Stored records:
....

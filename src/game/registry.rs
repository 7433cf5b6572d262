use alloc::string::String;
use alloc::vec::Vec;

use log::{info, warn};

use crate::card::{Card, parse_id};
use crate::error::RegistryError;
use crate::result::BatchAdd;

use super::{Game, GameState};

impl Game {
    /// Registers a card.
    ///
    /// # Errors
    ///
    /// Returns an error if a round is being played or a card with the same id
    /// is already registered.
    pub fn add_card(&self, card: Card) -> Result<(), RegistryError> {
        let state = self.state.lock();
        if state.active_language().is_some() {
            return Err(RegistryError::GameInProgress);
        }

        let mut cards = self.cards.lock();
        if cards.iter().any(|existing| existing.id() == card.id()) {
            warn!("card {} is already registered", card.id());
            return Err(RegistryError::DuplicateId(String::from(card.id())));
        }

        cards.push(card);
        drop(cards);
        drop(state);
        Ok(())
    }

    /// Registers a batch of cards.
    ///
    /// Cards whose id is already registered (or repeated earlier in the batch)
    /// are skipped and reported; the rest of the batch is added.
    ///
    /// # Errors
    ///
    /// Returns an error if a round is being played. Nothing is added then.
    pub fn add_cards<I>(&self, batch: I) -> Result<BatchAdd, RegistryError>
    where
        I: IntoIterator<Item = Card>,
    {
        let state = self.state.lock();
        if state.active_language().is_some() {
            return Err(RegistryError::GameInProgress);
        }

        let mut cards = self.cards.lock();
        let mut outcome = BatchAdd {
            added: 0,
            duplicates: Vec::new(),
        };

        for card in batch {
            if cards.iter().any(|existing| existing.id() == card.id()) {
                warn!("card {} is already registered, skipped", card.id());
                outcome.duplicates.push(String::from(card.id()));
            } else {
                cards.push(card);
                outcome.added += 1;
            }
        }
        drop(cards);
        drop(state);

        info!(
            "{} card(s) added, {} duplicate(s) skipped",
            outcome.added,
            outcome.duplicates.len()
        );
        Ok(outcome)
    }

    /// Removes the first card registered under `id`.
    ///
    /// # Errors
    ///
    /// Returns an error if a round is being played or no such card exists.
    pub fn remove_card(&self, id: &str) -> Result<Card, RegistryError> {
        let state = self.state.lock();
        if state.active_language().is_some() {
            return Err(RegistryError::GameInProgress);
        }

        let (id, _) = parse_id(id).map_err(|_| RegistryError::CardNotFound)?;
        let mut cards = self.cards.lock();
        let index = cards
            .iter()
            .position(|card| card.id() == id)
            .ok_or(RegistryError::CardNotFound)?;
        let card = cards.remove(index);
        drop(cards);
        drop(state);
        Ok(card)
    }

    /// Removes every card whose id repeats an earlier card's id.
    ///
    /// The first registration of each id is kept. Returns the removed cards.
    ///
    /// # Errors
    ///
    /// Returns an error if a round is being played.
    pub fn remove_duplicates(&self) -> Result<Vec<Card>, RegistryError> {
        let state = self.state.lock();
        if state.active_language().is_some() {
            return Err(RegistryError::GameInProgress);
        }

        let mut cards = self.cards.lock();
        let mut kept: Vec<Card> = Vec::with_capacity(cards.len());
        let mut removed = Vec::new();
        for card in cards.drain(..) {
            if kept.iter().any(|existing| existing.id() == card.id()) {
                removed.push(card);
            } else {
                kept.push(card);
            }
        }
        *cards = kept;
        drop(cards);
        drop(state);

        if !removed.is_empty() {
            warn!("removed {} card(s) with duplicate ids", removed.len());
        }
        Ok(removed)
    }

    /// Removes every card and forgets the last game's round order.
    ///
    /// # Errors
    ///
    /// Returns an error if a round is being played.
    pub fn clear_cards(&self) -> Result<(), RegistryError> {
        let mut state = self.state.lock();
        if state.active_language().is_some() {
            return Err(RegistryError::GameInProgress);
        }

        self.cards.lock().clear();
        self.schedule.lock().clear();
        *self.round_index.lock() = 0;
        *state = GameState::NotStarted;
        drop(state);
        Ok(())
    }

    /// Returns whether cards can be added or removed right now.
    pub fn is_idle(&self) -> bool {
        self.state().active_language().is_none()
    }

    /// Returns a snapshot of every registered card.
    pub fn cards(&self) -> Vec<Card> {
        self.cards.lock().clone()
    }

    /// Returns a snapshot of the card registered under `id`.
    pub fn card(&self, id: &str) -> Option<Card> {
        let (id, _) = parse_id(id).ok()?;
        self.cards.lock().iter().find(|card| card.id() == id).cloned()
    }

    /// Returns the number of registered cards.
    pub fn card_count(&self) -> usize {
        self.cards.lock().len()
    }
}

....

TASK DIRECTIONS: Find the word "already" in the data and show each line that holds it.

RESULT:
    /// is already registered.
            warn!("card {} is already registered", card.id());
    /// Cards whose id is already registered (or repeated earlier in the batch)
                warn!("card {} is already registered, skipped", card.id());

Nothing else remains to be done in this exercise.